/refinements-popl-16

Artifact of "Example-Directed Synthesis: A Type-Theoretic Implementation" by Frankle, Osera, Walker, and Zdancewic.

Primary LanguageF#

EXAMPLE-DIRECTED SYNTHESIS: A TYPE-THEORETIC INTERPRETATION

  • Jonathan Frankle (Princeton University)
  • Peter-Michael Osera (Grinnell College)
  • Dave Walker (Princeton University)
  • Steve Zdancewic (University of Pennsylvania)

DEPENDENCIES

This repository requires several other packages to run. On Ubuntu:

  • make
  • mono-devel
  • nuget
  • fsharp

To download the proper nuget packages, you might need to update your certificates:

> mozroots --import --sync

INTRODUCTION

Welcome to the implementation of our refinement-based synthesis system. It consists of approximately 4,000 lines of F#. It allows a user to supply a collection of "libraries" (available declarations) in a polymorphic subset of OCaml and, given a type and a refinement, ask the synthesizer to generate a program. These programs are written in a subset of OCaml (with an explicit "fix" operator replacing nested "let rec" bindings for convenience). We describe the syntax and structure of synthesis programs in later sections.

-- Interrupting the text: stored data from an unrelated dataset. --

use super::{MirrorContext, PipelineCoordinator};
use crate::error::Error;
use crate::ingest::{IngestQueue, LiveUpdateTracker, ReconciliationScanner};
use crate::Result;
use std::future::Future;
use std::sync::Mutex;
use tokio_util::sync::CancellationToken;
use tracing::{debug, error, info, warn};

/// The whole mirroring service
///
/// Runs the scanner, the tracker and the build/delivery pipeline together. The
/// first task to fail stops the others; the error is reported to the admin and
/// returned so that a supervisor can restart the process.
pub struct Mirror {
    ctx: MirrorContext,
    cancel: CancellationToken,
}

impl Mirror {
    /// Create the service around a prepared context
    pub fn new(ctx: MirrorContext) -> Self {
        Self {
            ctx,
            cancel: CancellationToken::new(),
        }
    }

    /// The shared context
    pub fn context(&self) -> &MirrorContext {
        &self.ctx
    }

    /// Token that stops [`Mirror::run`] when cancelled
    pub fn cancel_token(&self) -> CancellationToken {
        self.cancel.clone()
    }

    /// Ask a running [`Mirror::run`] to stop
    pub fn stop(&self) {
        self.cancel.cancel();
    }

    /// Run until stopped or until a task fails
    pub async fn run(&self) -> Result<()> {
        let swept = self.ctx.arena.sweep_root().await?;
        if swept > 0 {
            info!(swept, "Removed leftovers of a previous run");
        }

        let (queue, posts) = IngestQueue::new();
        let scanner = ReconciliationScanner::new(&self.ctx, queue.clone())?;
        let tracker = LiveUpdateTracker::new(&self.ctx, queue.clone())?;
        let pipeline = PipelineCoordinator::new(&self.ctx, queue.clone());

        let cancel = self.cancel.child_token();
        let failure: Mutex<Option<Error>> = Mutex::new(None);
        info!("Mirror started");

        tokio::join!(
            supervise("scanner", scanner.run(cancel.clone()), &cancel, &failure),
            supervise("tracker", tracker.run(cancel.clone()), &cancel, &failure),
            supervise(
                "pipeline",
                pipeline.run(posts, cancel.clone()),
                &cancel,
                &failure
            ),
        );
        queue.permit().close();

        let failure = failure.into_inner().unwrap_or_else(|e| e.into_inner());
        match failure {
            Some(e) => {
                error!(error = %e, code = e.error_code(), "Mirror stopped on error");
                if let Err(notify_err) = self
                    .ctx
                    .messaging
                    .notify_admin(&format!("Mirror stopped: {e}"))
                    .await
                {
                    warn!(error = %notify_err, "Failed to notify admin");
                }
                Err(e)
            }
            None => {
                info!("Mirror stopped");
                Ok(())
            }
        }
    }

    /// Stop, then flush and close the state store
    pub async fn shutdown(&self) -> Result<()> {
        self.stop();
        self.ctx.store.force_flush().await?;
        self.ctx.store.close().await;
        Ok(())
    }
}

/// Await `task`; the first failure is kept and cancels everything else
async fn supervise(
    name: &'static str,
    task: impl Future<Output = Result<()>>,
    cancel: &CancellationToken,
    failure: &Mutex<Option<Error>>,
) {
    let Err(e) = task.await else {
        debug!(task = name, "Task finished");
        return;
    };

    {
        let mut slot = failure.lock().unwrap_or_else(|e| e.into_inner());
        if slot.is_none() && !cancel.is_cancelled() {
            error!(task = name, error = %e, "Task failed");
            *slot = Some(e);
        } else {
            debug!(task = name, error = %e, "Task failed after shutdown began");
        }
    }
    cancel.cancel();
}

Note that all data in the paper was collected an AWS m4.large instance. The performance on a VM will be scaled down accordingly.

FILES

The main directory stores several files and directories:

  • refinements.sln: The F# solution file for the project.
  • Makefile: Makefile for building/cleaning the executable.
  • check-baseline.py, generate-baseline.py, collect-data.py: Python scripts for batch testing of the synthesis system.
  • synthesize.sh: Script that calls the executable for the synthesizer.
  • refinements: Source directory.
  • tests: Benchmarks for the system and baselines for what they should synthesize.

ENUMERATION STRATEGIES

The synthesizer allows a user to choose between four different strategies for resolving the non-determinism of the sequent calculus when searching for arguments for function application (Strategies 1-4 in the paper):

  • Strategy 1: union_everywhere: Disjunction-based enumeration
  • Strategy 2: union_at_base: Hybrid enumeration
  • Strategy 3: union_everywhere_unsound: Unsound, disjunction-based enumeration
  • Strategy 4: raw: Type-based enumeration

BENCHMARKS

We supply three sets of benchmarks (those presented in the paper). They consist of problems similar to those that might be assigned in an introductory functional programming class. The three sets are:

  • popl-main: Drawn directly from those tested in the Myth paper (Osera and Zdancewic, PLDI 2015).
  • popl-min: A subset of benchmarks from popl-main whose refinements were condensed using the more expressive refinement language in this paper except for polymorphism.
  • popl-poly: A subset of benchmarks from popl-min whose refinements were condensed using the more expressive refinement language in this paper including polymorphism.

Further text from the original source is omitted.